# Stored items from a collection
::::::::::

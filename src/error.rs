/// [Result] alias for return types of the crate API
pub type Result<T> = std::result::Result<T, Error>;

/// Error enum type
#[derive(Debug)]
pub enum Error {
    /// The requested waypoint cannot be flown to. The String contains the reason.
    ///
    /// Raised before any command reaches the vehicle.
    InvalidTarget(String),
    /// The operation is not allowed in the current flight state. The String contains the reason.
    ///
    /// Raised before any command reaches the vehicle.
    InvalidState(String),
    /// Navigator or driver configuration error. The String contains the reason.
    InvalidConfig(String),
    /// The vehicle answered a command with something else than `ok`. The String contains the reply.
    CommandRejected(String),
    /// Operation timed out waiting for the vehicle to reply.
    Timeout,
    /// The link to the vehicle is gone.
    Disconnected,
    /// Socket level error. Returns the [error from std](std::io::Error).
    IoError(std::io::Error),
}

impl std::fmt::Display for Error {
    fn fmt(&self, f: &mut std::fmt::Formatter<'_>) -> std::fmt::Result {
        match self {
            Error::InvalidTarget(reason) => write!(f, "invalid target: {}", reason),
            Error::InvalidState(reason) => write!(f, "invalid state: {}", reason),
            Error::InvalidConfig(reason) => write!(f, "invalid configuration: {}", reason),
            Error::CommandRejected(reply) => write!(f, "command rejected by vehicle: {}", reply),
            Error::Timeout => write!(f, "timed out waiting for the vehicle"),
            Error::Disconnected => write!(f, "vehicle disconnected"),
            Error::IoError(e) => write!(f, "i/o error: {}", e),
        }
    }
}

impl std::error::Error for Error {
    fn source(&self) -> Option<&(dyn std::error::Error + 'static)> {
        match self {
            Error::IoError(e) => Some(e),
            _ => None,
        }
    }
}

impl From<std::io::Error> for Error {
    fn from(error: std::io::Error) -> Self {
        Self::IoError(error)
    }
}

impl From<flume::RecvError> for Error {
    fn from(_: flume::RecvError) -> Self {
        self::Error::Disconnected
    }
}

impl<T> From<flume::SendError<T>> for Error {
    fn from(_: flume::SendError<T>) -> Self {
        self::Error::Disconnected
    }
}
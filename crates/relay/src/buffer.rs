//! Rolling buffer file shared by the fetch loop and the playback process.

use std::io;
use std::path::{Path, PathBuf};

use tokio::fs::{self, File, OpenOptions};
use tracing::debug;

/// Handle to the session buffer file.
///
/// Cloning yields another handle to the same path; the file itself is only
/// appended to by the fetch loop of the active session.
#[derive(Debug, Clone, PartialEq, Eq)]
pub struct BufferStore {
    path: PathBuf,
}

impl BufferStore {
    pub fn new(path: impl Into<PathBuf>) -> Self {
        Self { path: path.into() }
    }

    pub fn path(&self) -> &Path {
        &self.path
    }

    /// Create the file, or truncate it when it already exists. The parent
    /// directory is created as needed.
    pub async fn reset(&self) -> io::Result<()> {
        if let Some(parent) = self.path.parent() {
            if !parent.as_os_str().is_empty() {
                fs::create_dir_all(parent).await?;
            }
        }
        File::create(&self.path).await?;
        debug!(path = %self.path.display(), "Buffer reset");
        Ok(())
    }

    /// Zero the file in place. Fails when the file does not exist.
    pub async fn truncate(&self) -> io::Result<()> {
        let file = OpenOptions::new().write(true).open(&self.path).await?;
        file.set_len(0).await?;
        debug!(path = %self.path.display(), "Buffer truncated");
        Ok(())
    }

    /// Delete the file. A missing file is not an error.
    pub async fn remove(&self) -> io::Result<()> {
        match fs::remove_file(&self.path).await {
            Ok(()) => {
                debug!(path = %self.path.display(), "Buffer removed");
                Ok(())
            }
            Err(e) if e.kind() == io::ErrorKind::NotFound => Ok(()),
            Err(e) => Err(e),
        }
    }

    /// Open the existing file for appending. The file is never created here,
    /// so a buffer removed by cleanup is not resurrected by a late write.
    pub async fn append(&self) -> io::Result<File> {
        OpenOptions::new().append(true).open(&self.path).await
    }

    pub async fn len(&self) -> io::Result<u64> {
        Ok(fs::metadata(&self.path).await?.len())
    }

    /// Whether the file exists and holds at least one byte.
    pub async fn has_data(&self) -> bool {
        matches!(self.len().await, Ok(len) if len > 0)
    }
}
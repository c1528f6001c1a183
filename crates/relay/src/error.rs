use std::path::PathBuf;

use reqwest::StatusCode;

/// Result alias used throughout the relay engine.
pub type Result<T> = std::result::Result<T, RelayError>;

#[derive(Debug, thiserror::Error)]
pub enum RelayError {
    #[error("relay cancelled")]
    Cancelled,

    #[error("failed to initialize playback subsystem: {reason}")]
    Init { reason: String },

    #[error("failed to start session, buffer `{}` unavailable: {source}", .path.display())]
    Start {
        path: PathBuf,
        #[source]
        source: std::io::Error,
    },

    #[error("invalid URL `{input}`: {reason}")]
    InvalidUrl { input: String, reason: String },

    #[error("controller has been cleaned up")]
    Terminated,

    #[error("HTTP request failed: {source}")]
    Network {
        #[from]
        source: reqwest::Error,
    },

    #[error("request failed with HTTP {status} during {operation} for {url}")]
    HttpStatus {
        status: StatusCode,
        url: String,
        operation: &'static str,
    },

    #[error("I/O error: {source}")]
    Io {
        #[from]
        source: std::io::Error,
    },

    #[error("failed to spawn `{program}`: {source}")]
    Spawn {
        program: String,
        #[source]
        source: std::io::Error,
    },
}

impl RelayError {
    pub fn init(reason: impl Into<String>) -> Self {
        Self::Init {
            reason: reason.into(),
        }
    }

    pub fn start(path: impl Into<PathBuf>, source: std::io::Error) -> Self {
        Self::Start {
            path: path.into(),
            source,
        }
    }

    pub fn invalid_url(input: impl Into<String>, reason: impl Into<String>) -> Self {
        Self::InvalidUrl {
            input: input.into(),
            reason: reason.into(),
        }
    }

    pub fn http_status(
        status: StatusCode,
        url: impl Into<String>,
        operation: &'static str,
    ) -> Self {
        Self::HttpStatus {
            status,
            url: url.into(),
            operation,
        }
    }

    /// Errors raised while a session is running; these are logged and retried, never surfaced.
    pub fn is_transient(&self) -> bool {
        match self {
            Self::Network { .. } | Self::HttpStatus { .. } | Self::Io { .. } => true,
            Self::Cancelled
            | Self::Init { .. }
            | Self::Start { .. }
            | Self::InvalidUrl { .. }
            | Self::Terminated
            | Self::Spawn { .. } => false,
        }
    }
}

::::::::::

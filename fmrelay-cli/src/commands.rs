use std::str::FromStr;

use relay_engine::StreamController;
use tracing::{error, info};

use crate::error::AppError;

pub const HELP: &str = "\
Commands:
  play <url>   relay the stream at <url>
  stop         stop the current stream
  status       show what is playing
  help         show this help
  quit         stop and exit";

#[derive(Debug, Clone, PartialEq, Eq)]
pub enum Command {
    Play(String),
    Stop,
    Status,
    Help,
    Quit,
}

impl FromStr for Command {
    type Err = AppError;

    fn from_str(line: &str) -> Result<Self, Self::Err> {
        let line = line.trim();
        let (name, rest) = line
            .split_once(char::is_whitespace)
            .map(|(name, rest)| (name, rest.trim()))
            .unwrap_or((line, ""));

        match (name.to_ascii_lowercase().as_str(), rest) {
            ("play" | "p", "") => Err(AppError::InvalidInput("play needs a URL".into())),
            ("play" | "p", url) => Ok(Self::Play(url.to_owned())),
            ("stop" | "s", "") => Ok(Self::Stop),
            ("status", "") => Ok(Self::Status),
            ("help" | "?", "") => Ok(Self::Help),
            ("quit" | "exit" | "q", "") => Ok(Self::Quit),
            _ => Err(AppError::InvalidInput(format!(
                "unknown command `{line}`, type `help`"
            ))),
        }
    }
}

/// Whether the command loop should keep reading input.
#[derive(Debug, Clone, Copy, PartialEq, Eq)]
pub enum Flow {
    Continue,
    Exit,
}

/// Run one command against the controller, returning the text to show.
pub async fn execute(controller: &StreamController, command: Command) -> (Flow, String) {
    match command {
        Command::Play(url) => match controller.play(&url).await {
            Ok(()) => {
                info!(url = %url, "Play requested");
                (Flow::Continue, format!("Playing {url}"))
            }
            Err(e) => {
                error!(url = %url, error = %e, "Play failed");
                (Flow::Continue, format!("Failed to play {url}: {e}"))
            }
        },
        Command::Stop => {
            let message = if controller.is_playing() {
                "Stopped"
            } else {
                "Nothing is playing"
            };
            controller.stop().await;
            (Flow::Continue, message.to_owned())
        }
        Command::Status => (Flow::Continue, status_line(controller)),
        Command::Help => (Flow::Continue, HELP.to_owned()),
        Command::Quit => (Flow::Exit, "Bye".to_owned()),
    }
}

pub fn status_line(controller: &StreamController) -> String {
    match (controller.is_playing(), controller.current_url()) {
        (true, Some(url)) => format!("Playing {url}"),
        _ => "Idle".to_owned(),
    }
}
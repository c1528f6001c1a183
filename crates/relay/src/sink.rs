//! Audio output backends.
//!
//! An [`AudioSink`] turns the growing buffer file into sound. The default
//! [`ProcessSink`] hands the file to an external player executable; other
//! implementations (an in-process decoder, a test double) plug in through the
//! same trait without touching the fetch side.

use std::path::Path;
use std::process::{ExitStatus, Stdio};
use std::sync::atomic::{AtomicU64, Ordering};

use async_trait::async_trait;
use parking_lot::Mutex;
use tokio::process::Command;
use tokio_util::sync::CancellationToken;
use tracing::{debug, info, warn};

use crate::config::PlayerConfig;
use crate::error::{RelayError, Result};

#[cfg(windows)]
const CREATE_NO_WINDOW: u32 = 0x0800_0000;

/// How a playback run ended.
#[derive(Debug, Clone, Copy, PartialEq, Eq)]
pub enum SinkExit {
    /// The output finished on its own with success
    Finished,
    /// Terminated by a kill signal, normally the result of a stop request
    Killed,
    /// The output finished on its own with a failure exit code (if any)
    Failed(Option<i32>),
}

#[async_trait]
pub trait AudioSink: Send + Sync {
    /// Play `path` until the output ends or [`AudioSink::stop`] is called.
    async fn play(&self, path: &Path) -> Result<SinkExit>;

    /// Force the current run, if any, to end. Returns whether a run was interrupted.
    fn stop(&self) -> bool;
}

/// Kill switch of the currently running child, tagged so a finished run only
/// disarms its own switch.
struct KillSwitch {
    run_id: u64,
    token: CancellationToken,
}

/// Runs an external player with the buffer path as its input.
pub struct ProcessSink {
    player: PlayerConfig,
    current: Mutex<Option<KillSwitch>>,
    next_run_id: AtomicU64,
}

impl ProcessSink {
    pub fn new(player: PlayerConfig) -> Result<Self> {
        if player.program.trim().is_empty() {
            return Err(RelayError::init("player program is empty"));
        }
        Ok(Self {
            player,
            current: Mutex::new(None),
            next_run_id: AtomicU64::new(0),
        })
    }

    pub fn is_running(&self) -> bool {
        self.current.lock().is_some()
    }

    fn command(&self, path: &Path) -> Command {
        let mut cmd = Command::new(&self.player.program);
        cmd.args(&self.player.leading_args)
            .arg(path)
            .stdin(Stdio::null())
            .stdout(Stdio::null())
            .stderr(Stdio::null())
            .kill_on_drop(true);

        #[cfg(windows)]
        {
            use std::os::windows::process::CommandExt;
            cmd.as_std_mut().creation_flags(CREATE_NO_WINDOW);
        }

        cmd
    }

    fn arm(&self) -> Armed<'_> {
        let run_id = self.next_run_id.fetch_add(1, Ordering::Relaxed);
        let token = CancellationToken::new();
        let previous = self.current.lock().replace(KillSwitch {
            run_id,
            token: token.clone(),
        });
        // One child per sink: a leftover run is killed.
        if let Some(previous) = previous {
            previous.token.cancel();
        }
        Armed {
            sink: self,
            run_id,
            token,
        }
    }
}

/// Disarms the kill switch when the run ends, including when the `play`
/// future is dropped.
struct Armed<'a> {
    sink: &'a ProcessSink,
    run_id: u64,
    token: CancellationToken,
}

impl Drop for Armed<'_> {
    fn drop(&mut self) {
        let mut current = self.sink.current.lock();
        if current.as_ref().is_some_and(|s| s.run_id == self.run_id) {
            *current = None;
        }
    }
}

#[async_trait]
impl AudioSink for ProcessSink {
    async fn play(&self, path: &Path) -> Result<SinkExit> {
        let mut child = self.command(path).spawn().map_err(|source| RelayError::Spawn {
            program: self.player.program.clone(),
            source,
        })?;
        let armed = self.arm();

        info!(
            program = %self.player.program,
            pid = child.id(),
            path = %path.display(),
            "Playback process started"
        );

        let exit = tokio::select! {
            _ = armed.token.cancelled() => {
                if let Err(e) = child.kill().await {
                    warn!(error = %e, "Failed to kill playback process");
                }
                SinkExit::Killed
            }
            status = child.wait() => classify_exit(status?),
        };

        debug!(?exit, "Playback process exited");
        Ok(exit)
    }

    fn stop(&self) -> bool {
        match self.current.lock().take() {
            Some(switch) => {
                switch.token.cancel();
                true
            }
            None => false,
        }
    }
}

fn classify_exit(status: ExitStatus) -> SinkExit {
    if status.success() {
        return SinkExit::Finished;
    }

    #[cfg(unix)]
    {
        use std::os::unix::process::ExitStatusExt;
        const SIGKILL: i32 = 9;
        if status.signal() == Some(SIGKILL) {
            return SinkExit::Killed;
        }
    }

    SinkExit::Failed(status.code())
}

::::::::::

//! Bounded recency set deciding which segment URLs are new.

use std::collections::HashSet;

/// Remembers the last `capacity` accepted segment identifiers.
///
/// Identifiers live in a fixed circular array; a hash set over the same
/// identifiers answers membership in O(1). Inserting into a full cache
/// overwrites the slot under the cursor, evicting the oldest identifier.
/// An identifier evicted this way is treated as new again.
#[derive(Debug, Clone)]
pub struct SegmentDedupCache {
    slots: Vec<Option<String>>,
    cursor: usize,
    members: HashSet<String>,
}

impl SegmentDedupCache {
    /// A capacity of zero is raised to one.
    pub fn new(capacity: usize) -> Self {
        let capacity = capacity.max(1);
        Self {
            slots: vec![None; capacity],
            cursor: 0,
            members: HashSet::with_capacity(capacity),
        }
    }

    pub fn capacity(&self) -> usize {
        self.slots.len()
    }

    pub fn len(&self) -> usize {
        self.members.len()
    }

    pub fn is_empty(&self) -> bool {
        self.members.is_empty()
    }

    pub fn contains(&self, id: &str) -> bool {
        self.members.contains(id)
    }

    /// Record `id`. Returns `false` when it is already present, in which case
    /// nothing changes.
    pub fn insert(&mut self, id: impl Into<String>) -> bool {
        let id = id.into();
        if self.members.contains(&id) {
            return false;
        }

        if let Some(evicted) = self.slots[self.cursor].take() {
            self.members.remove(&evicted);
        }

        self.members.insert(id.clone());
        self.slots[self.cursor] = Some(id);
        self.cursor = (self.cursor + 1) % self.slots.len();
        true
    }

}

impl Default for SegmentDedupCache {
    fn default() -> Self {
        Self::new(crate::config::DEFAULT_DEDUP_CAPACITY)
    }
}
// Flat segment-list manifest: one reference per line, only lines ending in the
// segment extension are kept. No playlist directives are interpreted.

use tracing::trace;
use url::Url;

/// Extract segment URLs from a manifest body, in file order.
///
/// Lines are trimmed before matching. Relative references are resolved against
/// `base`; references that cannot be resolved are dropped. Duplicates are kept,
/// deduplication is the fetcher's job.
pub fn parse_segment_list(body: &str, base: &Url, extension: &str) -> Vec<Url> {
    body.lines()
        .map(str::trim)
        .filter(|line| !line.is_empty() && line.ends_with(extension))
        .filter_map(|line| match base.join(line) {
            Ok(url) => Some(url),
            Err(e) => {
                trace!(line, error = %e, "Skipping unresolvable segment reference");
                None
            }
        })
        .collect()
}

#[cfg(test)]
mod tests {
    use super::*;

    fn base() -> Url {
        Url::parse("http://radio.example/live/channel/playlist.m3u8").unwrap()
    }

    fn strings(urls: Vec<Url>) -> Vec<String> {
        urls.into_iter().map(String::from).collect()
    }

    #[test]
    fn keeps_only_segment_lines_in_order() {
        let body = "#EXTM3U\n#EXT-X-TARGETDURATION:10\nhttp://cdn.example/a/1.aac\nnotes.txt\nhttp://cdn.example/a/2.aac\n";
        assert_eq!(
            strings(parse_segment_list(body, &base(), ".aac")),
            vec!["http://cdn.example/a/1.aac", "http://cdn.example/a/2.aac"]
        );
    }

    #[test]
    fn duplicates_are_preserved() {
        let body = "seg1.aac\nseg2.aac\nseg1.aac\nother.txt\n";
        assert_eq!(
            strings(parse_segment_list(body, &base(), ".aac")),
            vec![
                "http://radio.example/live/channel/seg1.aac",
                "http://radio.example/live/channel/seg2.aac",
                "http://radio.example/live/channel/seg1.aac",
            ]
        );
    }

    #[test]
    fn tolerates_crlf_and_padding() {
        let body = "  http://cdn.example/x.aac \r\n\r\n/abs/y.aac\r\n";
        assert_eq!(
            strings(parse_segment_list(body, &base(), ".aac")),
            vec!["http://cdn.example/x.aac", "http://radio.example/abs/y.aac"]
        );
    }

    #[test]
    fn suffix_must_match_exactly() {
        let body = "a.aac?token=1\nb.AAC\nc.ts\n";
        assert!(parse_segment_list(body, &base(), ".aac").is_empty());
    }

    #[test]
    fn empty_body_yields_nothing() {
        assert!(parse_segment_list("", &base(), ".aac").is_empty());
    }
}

::::::::::

# WHAT IS NEEDED
Transcribe the lines above between the line holding "player executable; other" and the line holding "until the output", inclusive, exactly as they stand and with nothing added.

# RESPONSE AREA
//! [`ProcessSink`] hands the file to an external player executable; other
//! implementations (an in-process decoder, a test double) plug in through the
//! same trait without touching the fetch side.

use std::path::Path;
use std::process::{ExitStatus, Stdio};
use std::sync::atomic::{AtomicU64, Ordering};

use async_trait::async_trait;
use parking_lot::Mutex;
use tokio::process::Command;
use tokio_util::sync::CancellationToken;
use tracing::{debug, info, warn};

use crate::config::PlayerConfig;
use crate::error::{RelayError, Result};

#[cfg(windows)]
const CREATE_NO_WINDOW: u32 = 0x0800_0000;

/// How a playback run ended.
#[derive(Debug, Clone, Copy, PartialEq, Eq)]
pub enum SinkExit {
    /// The output finished on its own with success
    Finished,
    /// Terminated by a kill signal, normally the result of a stop request
    Killed,
    /// The output finished on its own with a failure exit code (if any)
    Failed(Option<i32>),
}

#[async_trait]
pub trait AudioSink: Send + Sync {
    /// Play `path` until the output ends or [`AudioSink::stop`] is called.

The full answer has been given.